Le cœur de Pas-de-lune rata un battement. Ce n’était pas que le sang ou la vue des organes l’effrayât particulièrement, mais le souvenir de la pendaison de Bleunwenn restait trop présent. Elle ne put s’empêcher de voir l’image jaillir dans son esprit.
- Non. Il faudra vous passer de moi.
- Alors pourriez-vous m’accompagner au château de Chaumont ? Je dois y consulter certains ouvrages fort rares que le propriétaire, une vieille connaissance, m’autorise à utiliser. Mes yeux n’y voient plus assez clair pour déchiffrer ces petits caractères…

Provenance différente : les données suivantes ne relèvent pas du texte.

impl McpServer {
    #[must_use]
    pub fn new() -> Self {
        Self { card: None }
    }

    /// Run the server loop: read JSON-RPC from stdin, write responses to
    /// stdout.
    pub fn run(&mut self) {
        let stdin = io::stdin();
        let stdout = io::stdout();
        let mut stdout = stdout.lock();

        for line in stdin.lock().lines() {
            let line = match line {
                Ok(l) => l,
                Err(_) => break,
            };
            if line.trim().is_empty() {
                continue;
            }
            let response = self.handle_line(&line);
            let _ = writeln!(stdout, "{response}");
            let _ = stdout.flush();
        }
    }

    /// Handle one request line, returning the serialised response.
    pub fn handle_line(&mut self, line: &str) -> String {
        let request: RpcRequest = match serde_json::from_str(line.trim()) {
            Ok(r) => r,
            Err(e) => {
                let resp = RpcResponse::error(JsonValue::Null, -32700, format!("Parse error: {e}"));
                return serde_json::to_string(&resp).unwrap_or_default();
            }
        };

        let response = if request.jsonrpc == "2.0" {
            self.dispatch(&request.method, &request.params, request.id)
        } else {
            RpcResponse::error(request.id, -32600, "Invalid JSON-RPC version".to_string())
        };
        serde_json::to_string(&response).unwrap_or_default()
    }

    /// Dispatch a method call to the appropriate handler.
    fn dispatch(&mut self, method: &str, params: &JsonValue, id: JsonValue) -> RpcResponse {
        match method {
            "new_card" => self.handle_new_card(params, id),
            "load_card" => self.handle_load_card(params, id),
            "dump_card" => self.handle_dump_card(id),
            "save" => self.handle_save(params, id),
            "identify" => self.handle_identify(id),
            "transfer" => self.handle_transfer(params, id),
            "read_sector" => self.handle_read_sector(params, id),
            "write_sector" => self.handle_write_sector(params, id),
            "read_block" => self.handle_read_block(params, id),
            "write_block" => self.handle_write_block(params, id),
            "query" => self.handle_query(id),
            _ => RpcResponse::error(id, -32601, format!("Unknown method: {method}")),
        }
    }

    /// Ensure a card exists, returning a mutable reference.
    fn require_card(&mut self, id: &JsonValue) -> Result<&mut MemoryCard, RpcResponse> {
        match self.card.as_mut() {
            Some(card) => Ok(card),
            None => Err(RpcResponse::error(
                id.clone(),
                -32000,
                "No card. Call 'new_card' first.".to_string(),
            )),
        }
    }

    // === Tool handlers ===

    fn handle_new_card(&mut self, params: &JsonValue, id: JsonValue) -> RpcResponse {
        let card = if params.get("data").is_some() || params.get("path").is_some() {
            let bytes = match load_image_param(params, &id) {
                Ok(b) => b,
                Err(e) => return e,
            };
            match McdImage::from_bytes(&bytes) {
                Ok(image) => MemoryCard::from_bytes(image.into_card_bytes()),
                Err(e) => {
                    return RpcResponse::error(id, -32000, format!("Image parse failed: {e}"))
                }
            }
        } else {
            MemoryCard::new()
        };
        self.card = Some(card);
        RpcResponse::success(id, serde_json::json!({"status": "ok"}))
    }

    fn handle_load_card(&mut self, params: &JsonValue, id: JsonValue) -> RpcResponse {
        let bytes = match load_image_param(params, &id) {
            Ok(b) => b,
            Err(e) => return e,
        };
        let image = match McdImage::from_bytes(&bytes) {
            Ok(image) => image,
            Err(e) => return RpcResponse::error(id, -32000, format!("Image parse failed: {e}")),
        };
        let card = match self.require_card(&id) {
            Ok(c) => c,
            Err(e) => return e,
        };
        card.bytes_mut().copy_from_slice(image.card_bytes());
        RpcResponse::success(id, serde_json::json!({"status": "ok"}))
    }

    fn handle_dump_card(&mut self, id: JsonValue) -> RpcResponse {
        let card = match self.require_card(&id) {
            Ok(c) => c,
            Err(e) => return e,
        };
        let b64 = base64::engine::general_purpose::STANDARD.encode(card.bytes());
        RpcResponse::success(id, serde_json::json!({"data": b64}))
    }

    fn handle_save(&mut self, params: &JsonValue, id: JsonValue) -> RpcResponse {
        let format = match params.get("format").and_then(|v| v.as_str()) {
            None | Some("raw") => McdFormat::Raw,
            Some("gme") => McdFormat::Gme,
            Some(other) => {
                return RpcResponse::error(id, -32602, format!("Unknown format: {other}"))
            }
        };
        let card = match self.require_card(&id) {
            Ok(c) => c,
            Err(e) => return e,
        };
        let mut image = McdImage::new();
        image.card_bytes_mut().copy_from_slice(card.bytes());
        let bytes = match format {
            McdFormat::Raw => image.to_raw_bytes(),
            McdFormat::Gme => image.to_gme_bytes(),
        };

        if let Some(path) = params.get("path").and_then(|v| v.as_str()) {
            match std::fs::write(path, &bytes) {
                Ok(()) => RpcResponse::success(
                    id,
                    serde_json::json!({"status": "ok", "bytes": bytes.len()}),
                ),
                Err(e) => RpcResponse::error(id, -32000, format!("Cannot write file: {e}")),
            }
        } else {
            let b64 = base64::engine::general_purpose::STANDARD.encode(&bytes);
            RpcResponse::success(id, serde_json::json!({"data": b64}))
        }
    }

    fn handle_identify(&mut self, id: JsonValue) -> RpcResponse {
        let card = match self.require_card(&id) {
            Ok(c) => c,
            Err(e) => return e,
        };
        let _ = card.power_off();
        let mut slot = MemoryCardSlot::new();
        if !slot.insert_card(card) {
            return RpcResponse::error(id, -32000, "Card refused insertion".to_string());
        }

        let commands = [0x81, 0x53, 0, 0, 0, 0, 0, 0, 0, 0];
        let mut responses = Vec::with_capacity(commands.len());
        for command in commands {
            let (ack, data) = slot.transfer(Some(command));
            responses.push((ack, data));
        }
        slot.remove_card();

        let flag = responses[1].1;
        let payload: Vec<JsonValue> = responses[6..10]
            .iter()
            .map(|&(_, d)| d.map_or(JsonValue::Null, |b| serde_json::json!(b)))
            .collect();
        RpcResponse::success(
            id,
            serde_json::json!({
                "flag": flag,
                "id": payload,
            }),
        )
    }

    fn handle_transfer(&mut self, params: &JsonValue, id: JsonValue) -> RpcResponse {
        let command = match params.get("command") {
            None | Some(JsonValue::Null) => None,
            Some(v) => match v.as_u64() {
                Some(b) if b <= 0xFF => Some(b as u8),
                _ => {
                    return RpcResponse::error(
                        id,
                        -32602,
                        "'command' must be a byte or null".to_string(),
                    )
                }
            },
        };
        let card = match self.require_card(&id) {
            Ok(c) => c,
            Err(e) => return e,
        };
        // Raw transfers run against a powered card; power persists across
        // calls so multi-byte transactions can be driven one request at a
        // time
        if !card.powered_on() {
            card.power_on();
        }
        let (ack, data) = card.transfer(command);
        RpcResponse::success(id, serde_json::json!({"ack": ack, "data": data}))
    }

    fn handle_read_sector(&mut self, params: &JsonValue, id: JsonValue) -> RpcResponse {
        let Some(index) = params.get("index").and_then(|v| v.as_u64()) else {
            return RpcResponse::error(id, -32602, "Missing 'index'".to_string());
        };
        let card = match self.require_card(&id) {
            Ok(c) => c,
            Err(e) => return e,
        };
        let _ = card.power_off();
        let mut slot = MemoryCardSlot::new();
        if !slot.insert_card(card) {
            return RpcResponse::error(id, -32000, "Card refused insertion".to_string());
        }
        let mut sector = [0u8; SECTOR_SIZE];
        let ok = slot.read_sector(index as usize, &mut sector);
        slot.remove_card();
        if !ok {
            return RpcResponse::error(id, -32000, format!("Read of sector {index} failed"));
        }
        let b64 = base64::engine::general_purpose::STANDARD.encode(sector);
        RpcResponse::success(id, serde_json::json!({"data": b64}))
    }

    fn handle_write_sector(&mut self, params: &JsonValue, id: JsonValue) -> RpcResponse {
        let Some(index) = params.get("index").and_then(|v| v.as_u64()) else {
            return RpcResponse::error(id, -32602, "Missing 'index'".to_string());
        };
        let bytes = match decode_data_param(params, &id) {
            Ok(b) => b,
            Err(e) => return e,
        };
        let Ok(sector) = <[u8; SECTOR_SIZE]>::try_from(bytes.as_slice()) else {
            return RpcResponse::error(
                id,
                -32602,
                format!("'data' must decode to {SECTOR_SIZE} bytes"),
            );
        };
        let card = match self.require_card(&id) {
            Ok(c) => c,
            Err(e) => return e,
        };
        let _ = card.power_off();
        let mut slot = MemoryCardSlot::new();
        if !slot.insert_card(card) {
            return RpcResponse::error(id, -32000, "Card refused insertion".to_string());
        }
        let ok = slot.write_sector(index as usize, &sector);
        slot.remove_card();
        if ok {
            RpcResponse::success(id, serde_json::json!({"status": "ok"}))
        } else {
            RpcResponse::error(id, -32000, format!("Write of sector {index} failed"))
        }
    }

    fn handle_read_block(&mut self, params: &JsonValue, id: JsonValue) -> RpcResponse {
        let Some(index) = params.get("index").and_then(|v| v.as_u64()) else {
            return RpcResponse::error(id, -32602, "Missing 'index'".to_string());
        };
        let card = match self.require_card(&id) {
            Ok(c) => c,
            Err(e) => return e,
        };
        let _ = card.power_off();
        let mut slot = MemoryCardSlot::new();
        if !slot.insert_card(card) {
            return RpcResponse::error(id, -32000, "Card refused insertion".to_string());
        }
        let mut block = [0u8; BLOCK_SIZE];
        let ok = slot.read_block(index as usize, &mut block);
        slot.remove_card();
        if !ok {
            return RpcResponse::error(id, -32000, format!("Read of block {index} failed"));
        }
        let b64 = base64::engine::general_purpose::STANDARD.encode(block);
        RpcResponse::success(id, serde_json::json!({"data": b64}))
    }

    fn handle_write_block(&mut self, params: &JsonValue, id: JsonValue) -> RpcResponse {
        let Some(index) = params.get("index").and_then(|v| v.as_u64()) else {
            return RpcResponse::error(id, -32602, "Missing 'index'".to_string());
        };
        let bytes = match decode_data_param(params, &id) {
            Ok(b) => b,
            Err(e) => return e,
        };
        if bytes.len() != BLOCK_SIZE {
            return RpcResponse::error(
                id,
                -32602,
                format!("'data' must decode to {BLOCK_SIZE} bytes"),
            );
        }
        let mut block = [0u8; BLOCK_SIZE];
        block.copy_from_slice(&bytes);
        let card = match self.require_card(&id) {
            Ok(c) => c,
            Err(e) => return e,
        };
        let _ = card.power_off();
        let mut slot = MemoryCardSlot::new();
        if !slot.insert_card(card) {
            return RpcResponse::error(id, -32000, "Card refused insertion".to_string());
        }
        let ok = slot.write_block(index as usize, &block);
        slot.remove_card();
        if ok {
            RpcResponse::success(id, serde_json::json!({"status": "ok"}))
        } else {
            RpcResponse::error(id, -32000, format!("Write of block {index} failed"))
        }
    }

    fn handle_query(&mut self, id: JsonValue) -> RpcResponse {
        let (present, powered) = match self.card.as_ref() {
            Some(card) => (true, card.powered_on()),
            None => (false, false),
        };
        RpcResponse::success(
            id,
            serde_json::json!({
                "card_present": present,
                "powered_on": powered,
                "sector_size": SECTOR_SIZE,
                "sector_count": SECTOR_COUNT,
                "block_size": BLOCK_SIZE,
                "block_count": BLOCK_COUNT,
                "card_size": CARD_SIZE,
            }),
        )
    }
}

- Bien sûr, professeur. Nous partirons quand ?
- Tôt dans la matinée. Le château est assez éloigné. Vous avez une monture, j’imagine ?
- La meilleure.
- Très bien. A demain, donc !
- Oui.
Elle ne se sentait pas la force d’en dire plus. Elle marcha d’un pas d’automate jusqu’à sa chambre où elle s’écroula, la tête vide et la gorge pleine de larmes.